* **REQUIRED ACTION**
Your reply should consist solely of the number of lines in the data that contain "json".

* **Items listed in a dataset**
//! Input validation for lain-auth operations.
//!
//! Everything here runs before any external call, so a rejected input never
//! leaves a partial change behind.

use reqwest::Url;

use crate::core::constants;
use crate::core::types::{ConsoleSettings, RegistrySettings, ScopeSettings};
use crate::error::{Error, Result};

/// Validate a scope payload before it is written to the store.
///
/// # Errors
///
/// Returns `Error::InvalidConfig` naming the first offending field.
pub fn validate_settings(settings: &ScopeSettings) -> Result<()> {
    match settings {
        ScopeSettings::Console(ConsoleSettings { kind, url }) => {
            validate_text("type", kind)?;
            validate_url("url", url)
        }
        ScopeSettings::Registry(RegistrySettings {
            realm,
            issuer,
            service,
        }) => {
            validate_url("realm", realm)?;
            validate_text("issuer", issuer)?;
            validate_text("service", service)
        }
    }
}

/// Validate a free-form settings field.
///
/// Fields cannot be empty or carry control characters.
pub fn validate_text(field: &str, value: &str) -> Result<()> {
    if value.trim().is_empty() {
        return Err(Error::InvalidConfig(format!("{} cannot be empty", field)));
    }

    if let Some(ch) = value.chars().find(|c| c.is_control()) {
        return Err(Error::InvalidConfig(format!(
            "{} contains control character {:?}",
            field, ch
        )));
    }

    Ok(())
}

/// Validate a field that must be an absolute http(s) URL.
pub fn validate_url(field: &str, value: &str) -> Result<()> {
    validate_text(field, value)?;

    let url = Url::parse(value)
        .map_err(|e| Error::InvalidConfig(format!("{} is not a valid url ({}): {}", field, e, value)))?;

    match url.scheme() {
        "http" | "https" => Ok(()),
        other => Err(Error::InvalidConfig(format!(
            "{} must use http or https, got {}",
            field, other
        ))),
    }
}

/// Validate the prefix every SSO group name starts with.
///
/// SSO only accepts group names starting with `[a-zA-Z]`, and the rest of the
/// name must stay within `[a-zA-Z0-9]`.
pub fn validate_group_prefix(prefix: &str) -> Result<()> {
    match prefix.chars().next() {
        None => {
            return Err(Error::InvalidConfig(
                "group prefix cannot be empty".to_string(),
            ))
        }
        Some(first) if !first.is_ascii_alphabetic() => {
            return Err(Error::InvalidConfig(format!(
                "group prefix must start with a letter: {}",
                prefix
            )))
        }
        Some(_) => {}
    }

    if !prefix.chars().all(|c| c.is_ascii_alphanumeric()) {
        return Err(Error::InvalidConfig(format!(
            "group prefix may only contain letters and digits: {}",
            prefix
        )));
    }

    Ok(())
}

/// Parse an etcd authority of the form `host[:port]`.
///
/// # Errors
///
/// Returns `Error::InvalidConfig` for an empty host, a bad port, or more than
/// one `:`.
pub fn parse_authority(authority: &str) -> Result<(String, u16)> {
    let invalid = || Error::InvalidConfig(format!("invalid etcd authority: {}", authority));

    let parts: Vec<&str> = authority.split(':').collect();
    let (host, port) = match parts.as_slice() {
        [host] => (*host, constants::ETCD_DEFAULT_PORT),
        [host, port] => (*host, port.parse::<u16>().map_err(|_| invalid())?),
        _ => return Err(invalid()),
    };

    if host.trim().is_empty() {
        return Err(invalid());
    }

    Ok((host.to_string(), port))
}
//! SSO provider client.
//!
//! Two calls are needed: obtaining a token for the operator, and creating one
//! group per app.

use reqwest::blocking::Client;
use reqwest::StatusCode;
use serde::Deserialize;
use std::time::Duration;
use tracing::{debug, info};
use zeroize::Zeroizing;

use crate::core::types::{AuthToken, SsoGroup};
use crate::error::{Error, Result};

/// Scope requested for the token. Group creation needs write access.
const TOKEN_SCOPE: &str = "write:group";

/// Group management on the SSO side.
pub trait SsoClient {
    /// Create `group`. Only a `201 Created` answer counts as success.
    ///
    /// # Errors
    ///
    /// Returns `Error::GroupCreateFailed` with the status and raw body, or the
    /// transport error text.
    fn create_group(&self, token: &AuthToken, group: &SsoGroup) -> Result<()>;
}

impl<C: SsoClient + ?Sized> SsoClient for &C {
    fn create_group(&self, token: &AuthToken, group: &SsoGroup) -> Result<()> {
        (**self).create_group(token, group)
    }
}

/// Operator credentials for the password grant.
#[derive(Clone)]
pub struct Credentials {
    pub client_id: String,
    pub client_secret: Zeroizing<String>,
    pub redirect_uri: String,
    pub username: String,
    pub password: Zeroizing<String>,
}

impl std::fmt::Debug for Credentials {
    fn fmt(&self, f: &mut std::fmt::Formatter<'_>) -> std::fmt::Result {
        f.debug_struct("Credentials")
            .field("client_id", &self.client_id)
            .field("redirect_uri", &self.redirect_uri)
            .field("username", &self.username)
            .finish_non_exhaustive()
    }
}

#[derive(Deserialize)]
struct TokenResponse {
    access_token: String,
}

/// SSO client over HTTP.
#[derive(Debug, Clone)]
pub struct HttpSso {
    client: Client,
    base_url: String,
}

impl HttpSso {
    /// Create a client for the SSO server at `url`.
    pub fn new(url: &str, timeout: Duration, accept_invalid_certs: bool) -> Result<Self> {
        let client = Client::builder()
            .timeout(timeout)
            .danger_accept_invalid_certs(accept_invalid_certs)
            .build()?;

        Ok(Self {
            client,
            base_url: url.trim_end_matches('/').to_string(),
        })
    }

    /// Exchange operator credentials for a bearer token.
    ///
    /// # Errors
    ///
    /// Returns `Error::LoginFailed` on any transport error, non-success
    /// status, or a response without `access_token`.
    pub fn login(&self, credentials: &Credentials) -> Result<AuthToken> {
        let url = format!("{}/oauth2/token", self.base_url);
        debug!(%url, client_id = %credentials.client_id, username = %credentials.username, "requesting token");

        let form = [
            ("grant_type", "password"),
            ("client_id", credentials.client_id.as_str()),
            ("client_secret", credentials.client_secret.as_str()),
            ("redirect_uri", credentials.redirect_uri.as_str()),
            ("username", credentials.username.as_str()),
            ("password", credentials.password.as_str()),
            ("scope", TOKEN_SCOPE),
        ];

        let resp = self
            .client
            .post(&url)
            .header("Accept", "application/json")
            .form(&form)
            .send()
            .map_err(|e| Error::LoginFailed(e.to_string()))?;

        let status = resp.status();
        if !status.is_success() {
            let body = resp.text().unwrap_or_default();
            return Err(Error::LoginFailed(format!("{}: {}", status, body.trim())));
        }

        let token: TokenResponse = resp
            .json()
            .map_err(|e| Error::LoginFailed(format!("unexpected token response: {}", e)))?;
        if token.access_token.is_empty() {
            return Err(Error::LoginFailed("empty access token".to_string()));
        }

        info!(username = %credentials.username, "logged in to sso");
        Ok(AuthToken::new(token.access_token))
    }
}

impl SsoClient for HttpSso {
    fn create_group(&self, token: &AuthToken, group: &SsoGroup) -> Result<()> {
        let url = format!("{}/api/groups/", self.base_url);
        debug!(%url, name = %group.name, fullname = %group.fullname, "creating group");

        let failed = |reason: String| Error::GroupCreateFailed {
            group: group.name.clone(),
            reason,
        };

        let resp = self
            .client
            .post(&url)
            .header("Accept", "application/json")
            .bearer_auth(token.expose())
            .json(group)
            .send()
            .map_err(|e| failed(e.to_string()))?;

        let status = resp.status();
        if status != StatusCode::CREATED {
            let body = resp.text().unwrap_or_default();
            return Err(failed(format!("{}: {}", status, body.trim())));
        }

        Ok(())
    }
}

...

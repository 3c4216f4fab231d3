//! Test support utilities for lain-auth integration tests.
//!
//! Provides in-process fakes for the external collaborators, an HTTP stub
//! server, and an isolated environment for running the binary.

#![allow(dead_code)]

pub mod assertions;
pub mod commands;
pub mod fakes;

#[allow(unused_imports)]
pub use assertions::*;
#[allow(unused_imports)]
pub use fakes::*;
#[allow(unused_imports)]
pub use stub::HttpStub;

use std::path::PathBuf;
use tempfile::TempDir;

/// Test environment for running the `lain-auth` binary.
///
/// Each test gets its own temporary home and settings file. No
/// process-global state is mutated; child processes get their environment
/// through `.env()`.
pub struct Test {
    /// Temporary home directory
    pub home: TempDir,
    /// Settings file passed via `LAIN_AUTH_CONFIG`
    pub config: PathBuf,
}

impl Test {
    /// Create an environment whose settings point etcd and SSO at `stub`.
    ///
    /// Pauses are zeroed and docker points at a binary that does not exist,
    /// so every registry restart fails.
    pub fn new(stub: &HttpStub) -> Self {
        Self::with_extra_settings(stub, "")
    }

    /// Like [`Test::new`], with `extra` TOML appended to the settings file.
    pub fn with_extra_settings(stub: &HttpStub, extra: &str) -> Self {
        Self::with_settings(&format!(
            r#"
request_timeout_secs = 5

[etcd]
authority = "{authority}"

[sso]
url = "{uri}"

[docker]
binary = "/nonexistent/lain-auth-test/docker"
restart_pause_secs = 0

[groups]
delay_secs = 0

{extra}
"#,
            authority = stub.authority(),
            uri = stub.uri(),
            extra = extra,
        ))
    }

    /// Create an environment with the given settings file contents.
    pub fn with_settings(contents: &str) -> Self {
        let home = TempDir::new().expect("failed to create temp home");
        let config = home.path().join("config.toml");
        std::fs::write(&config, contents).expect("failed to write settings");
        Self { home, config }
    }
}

* **REPLY**
4